How To Make Quick And Easy Scrambled Eggs
Yield 2 servings
To be honest, I’m not really a morning person. I want simple things in the morning; some scrambled eggs, bacon, and a cup of black coffee is all I need for a quick breakfast.
- 4 large eggs
- 2 tbsp of unsalted butter
- Salt and pepper to taste
How to Make
- In a bowl, crack 4 eggs and beat vigorously with a whisk or fork.
- In a small nonstick saucepan, melt 2 tablespoons of butter over medium-low heat. Once the butter is melted, season the egg with a pinch of salt and pour the egg into the pan. Using a spatula, stir the egg around constantly so that it cooks evenly.

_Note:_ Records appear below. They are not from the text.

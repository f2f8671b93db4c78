//! Shared progress counters for the copy stage.
//!
//! Workers report every finished file here. Counters are atomics so that
//! concurrent completions are never lost or double counted; the tracker
//! decides which completions deserve a progress line.

use std::sync::atomic::{AtomicU64, Ordering};
use std::time::Duration;

const BYTES_PER_MB: f64 = 1024.0 * 1024.0;

#[derive(Debug)]
pub struct ProgressTracker {
    total_files: u64,
    report_every: u64,
    completed: AtomicU64,
    succeeded: AtomicU64,
    bytes_copied: AtomicU64,
}

/// Point-in-time view handed out when a progress line is due.
#[derive(Debug, Clone, Copy, PartialEq)]
pub struct ProgressSnapshot {
    pub completed: u64,
    pub total_files: u64,
    pub bytes_copied: u64,
}

impl ProgressSnapshot {
    pub fn percentage(&self) -> f64 {
        if self.total_files == 0 {
            return 100.0;
        }
        self.completed as f64 / self.total_files as f64 * 100.0
    }

    pub fn copied_mb(&self) -> f64 {
        to_mb(self.bytes_copied)
    }
}

impl ProgressTracker {
    pub fn new(total_files: u64, report_every: u64) -> Self {
        Self {
            total_files,
            report_every: report_every.max(1),
            completed: AtomicU64::new(0),
            succeeded: AtomicU64::new(0),
            bytes_copied: AtomicU64::new(0),
        }
    }

    /// Record a successful copy. Returns a snapshot when a progress line is due.
    pub fn record_success(&self, bytes: u64) -> Option<ProgressSnapshot> {
        self.bytes_copied.fetch_add(bytes, Ordering::Relaxed);
        self.succeeded.fetch_add(1, Ordering::Relaxed);
        self.complete_one()
    }

    /// Record a failed copy. Failures still advance the completion count.
    pub fn record_failure(&self) -> Option<ProgressSnapshot> {
        self.complete_one()
    }

    fn complete_one(&self) -> Option<ProgressSnapshot> {
        let completed = self.completed.fetch_add(1, Ordering::AcqRel) + 1;

        if completed % self.report_every == 0 || completed == self.total_files {
            Some(ProgressSnapshot {
                completed,
                total_files: self.total_files,
                bytes_copied: self.bytes_copied.load(Ordering::Relaxed),
            })
        } else {
            None
        }
    }

    pub fn completed(&self) -> u64 {
        self.completed.load(Ordering::Acquire)
    }

    pub fn succeeded(&self) -> u64 {
        self.succeeded.load(Ordering::Acquire)
    }

    pub fn bytes_copied(&self) -> u64 {
        self.bytes_copied.load(Ordering::Acquire)
    }
}

pub fn to_mb(bytes: u64) -> f64 {
    bytes as f64 / BYTES_PER_MB
}

/// MB/s over `elapsed`; zero for an instantaneous stage.
pub fn throughput_mbps(bytes: u64, elapsed: Duration) -> f64 {
    let secs = elapsed.as_secs_f64();
    if secs > 0.0 { to_mb(bytes) / secs } else { 0.0 }
}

When you see that the egg start to clump but still has some moisture, take the pan off the heat. Keep stirring as the residual heat of the pan continues cooking the egg.
- When you can spoon the egg with your spatula and it doesn’t collapse or fall apart, it is done. Serve it over buttered toast and garnish with freshly cracked black pepper if desired.
Eggs will cook very quickly, so keep a close eye on them. If they’re cooking too quickly, take them off the heat and throw in a knob of butter to cool them down and prevent them from overcooking.
Serving Size a cup
Amount Per Serving
% Daily Value
Total Fat 21 g
Saturated Fat 10 g
Cholesterol 403 mg
Sodium 221 mg
Total Carbohydrates 0.7 g
Sugars 0.4 g
Protein 13 g
* Percent Daily Values are based on a 2,000 calorie diet. Your daily values may be higher or lower depending on your calorie needs.